The algorithm was evaluated both on synthetic images and on real confocal images. Our algorithm performs best, both in terms of visual quality as well as in terms of the PSNR. The algorithm was also evaluated on a set of biological images, where colocalization analysis was chosen as an objective way to evaluate the restoration result. In this case, we also compared our algorithm with other algorithms, and it performs best in terms of visual quality as well as in terms of the result of the colocalization analysis. In comparison with other deconvolution techniques, SPERRIL restoration obtains the best results both on synthetic and on real confocal images.

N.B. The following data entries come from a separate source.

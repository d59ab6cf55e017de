/// Insertion-ordered multimap with a caller-supplied key equality.
///
/// Keys are compared structurally rather than hashed, so lookups are linear;
/// the maps built by the compiler hold a handful of entries at most.
pub struct KeyToListMap<K, V> {
    entries: Vec<(K, Vec<V>)>,
    same: fn(&K, &K) -> bool,
}

impl<K, V> KeyToListMap<K, V> {
    pub fn new(same: fn(&K, &K) -> bool) -> Self {
        Self { entries: Vec::new(), same }
    }

    pub fn add(&mut self, key: K, value: V) {
        let same = self.same;
        match self.entries.iter_mut().find(|(k, _)| same(k, &key)) {
            Some((_, values)) => values.push(value),
            None => self.entries.push((key, vec![value])),
        }
    }

    pub fn get(&self, key: &K) -> Option<&[V]> {
        self.entries.iter().find(|(k, _)| (self.same)(k, key)).map(|(_, v)| v.as_slice())
    }

    pub fn entries(&self) -> &[(K, Vec<V>)] {
        &self.entries
    }

    pub fn len(&self) -> usize {
        self.entries.len()
    }

    pub fn is_empty(&self) -> bool {
        self.entries.is_empty()
    }
}

#[cfg(test)]
mod tests {
    use super::*;

    fn same_ignore_case(a: &String, b: &String) -> bool {
        a.eq_ignore_ascii_case(b)
    }

    #[test]
    fn values_group_under_equal_keys_in_order() {
        let mut map = KeyToListMap::new(same_ignore_case);
        map.add("a".to_string(), 1);
        map.add("B".to_string(), 2);
        map.add("A".to_string(), 3);
        assert_eq!(map.len(), 2);
        assert_eq!(map.get(&"a".to_string()), Some(&[1, 3][..]));
        assert_eq!(map.entries()[1].0, "B");
        assert!(map.get(&"c".to_string()).is_none());
    }
}
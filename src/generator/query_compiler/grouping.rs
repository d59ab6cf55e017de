use super::QueryCompiler;
use crate::{
    generator::{CompileResult, FragmentBuilder, OperatorKind, OutputColumn, SqlFragment, StatementRef, SymbolRef},
    tree::{AggregateCall, Expr, FunctionMeta, GroupBinding},
};

impl QueryCompiler<'_> {
    /// Aggregates whose argument is more than a plain column get an inner
    /// statement computing `key_<i>` and `agg_<i>`; the outer statement then
    /// groups by and aggregates over those aliases.
    pub(super) fn visit_group_by(
        &mut self,
        input: &GroupBinding,
        keys: &[(String, Expr)],
        aggregates: &[(String, AggregateCall)],
    ) -> CompileResult<StatementRef> {
        let (inner, symbol) = self.visit_input_expression(&input.expr, &input.var_name, &input.var_type)?;
        let (inner, symbol) =
            self.ensure_accepts(inner, symbol, OperatorKind::GroupBy, &input.var_name, &input.var_type)?;

        self.statements.push(inner.clone());
        self.scopes.enter_scope();
        self.add_from_symbol(&inner, &input.var_name, symbol.clone(), true);
        self.scopes.add(&input.group_var_name, symbol);

        let grouped = self.build_group_by(&inner, input, keys, aggregates);
        self.scopes.exit_scope();
        self.statements.pop();
        grouped
    }

    fn build_group_by(
        &mut self,
        inner: &StatementRef,
        input: &GroupBinding,
        keys: &[(String, Expr)],
        aggregates: &[(String, AggregateCall)],
    ) -> CompileResult<StatementRef> {
        let needs_inner_query = aggregates.iter().any(|(_, agg)| !Self::is_plain_column(&agg.argument));
        let (outer, outer_from): (StatementRef, Option<SymbolRef>) = if needs_inner_query {
            let (outer, from) = self.create_new_select_statement(inner, &input.var_name, &input.var_type, false)?;
            self.add_from_symbol(&outer, &input.var_name, from.clone(), false);
            (outer, Some(from))
        } else {
            (inner.clone(), None)
        };

        let mut separator = "";
        for (i, (name, key)) in keys.iter().enumerate() {
            let key_sql = self.visit(key)?;
            match &outer_from {
                Some(from) => {
                    let alias = format!("key_{i}");
                    inner.borrow_mut().select.append(separator).append_line().append(key_sql).append(" AS ").append(alias.as_str());

                    let mut st = outer.borrow_mut();
                    st.select
                        .append(separator)
                        .append_line()
                        .append(from.clone())
                        .append(".")
                        .append(alias.as_str())
                        .append(" AS ")
                        .append(name.as_str());
                    st.group_by.append(separator).append(from.clone()).append(".").append(alias);
                    st.push_output(OutputColumn::Named(name.clone()));
                }
                None => {
                    let mut st = outer.borrow_mut();
                    st.select.append(separator).append_line().append(key_sql.clone()).append(" AS ").append(name.as_str());
                    st.group_by.append(separator).append(key_sql);
                    st.push_output(OutputColumn::Named(name.clone()));
                }
            }
            separator = ", ";
        }

        for (i, (name, aggregate)) in aggregates.iter().enumerate() {
            let argument_sql = self.visit(&aggregate.argument)?;
            let argument: SqlFragment = match &outer_from {
                Some(from) => {
                    let alias = format!("agg_{i}");
                    inner
                        .borrow_mut()
                        .select
                        .append(separator)
                        .append_line()
                        .append(argument_sql)
                        .append(" AS ")
                        .append(alias.as_str());
                    let mut qualified = FragmentBuilder::new();
                    qualified.append(from.clone()).append(".").append(alias);
                    qualified.into()
                }
                None => argument_sql,
            };

            let mut st = outer.borrow_mut();
            st.select
                .append(separator)
                .append_line()
                .append(Self::aggregate_sql(aggregate, argument))
                .append(" AS ")
                .append(name.as_str());
            st.push_output(OutputColumn::Named(name.clone()));
            separator = ", ";
        }

        Ok(outer)
    }

    /// `Property(VariableRef)`, the only argument shape aggregated in place.
    fn is_plain_column(argument: &Expr) -> bool {
        matches!(argument, Expr::Property { instance, .. } if matches!(instance.as_ref(), Expr::VariableRef { .. }))
    }

    fn aggregate_sql(aggregate: &AggregateCall, argument: SqlFragment) -> FragmentBuilder {
        let mut builder = FragmentBuilder::new();
        builder.append(Self::function_name(&aggregate.function)).append("(");
        if aggregate.distinct {
            builder.append("DISTINCT ");
        }
        builder.append(argument).append(")");
        builder
    }

    /// Built-ins are written bare; store functions get their schema prefix.
    pub(crate) fn function_name(function: &FunctionMeta) -> String {
        match &function.schema {
            Some(schema) if !function.built_in && !schema.is_empty() => format!("{schema}.{}", function.emitted_name()),
            _ => function.emitted_name().to_string(),
        }
    }
}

Future work involves extending the SPERRIL restoration method to three dimensions. The RL algorithm has already been extended to three dimensions. In addition, the extension of the regularization in three dimensions is possible using 3D multiresolution decompositions, as 3D extensions of steerable pyramids are already available (Delle Luche et al., 2003). The biggest challenge would be the estimation of the PSF in three dimensions. The PSF in two dimensions can be approximated by a Gaussian. In the z-direction, this is obviously not the case. In that case, we would think of another, more realistic confocal PSF model in which the parameters of the confocal PSF model can be adjusted to compensate any observed aberrations from the blur estimation (e.g. a certain blurring in the z-direction is observed by our method, but the theoretical model predicts a smaller deviation. Then the parameters of the confocal PSF model can be adjusted to take this deviation into account).

Acknowledgements

This research was financed with specialization scholarship of the Flemish Institute for Stimulation of Scientific-Technical Research in Industry (IWT). We also would like to thank Professor P. Van Oostveldt and his staff of the Laboratory for Biochemistry and Molecular Cytology at the Faculty of Agricultural and Applied Biological Sciences of Ghent University for interesting discussions, feedback and previous test images.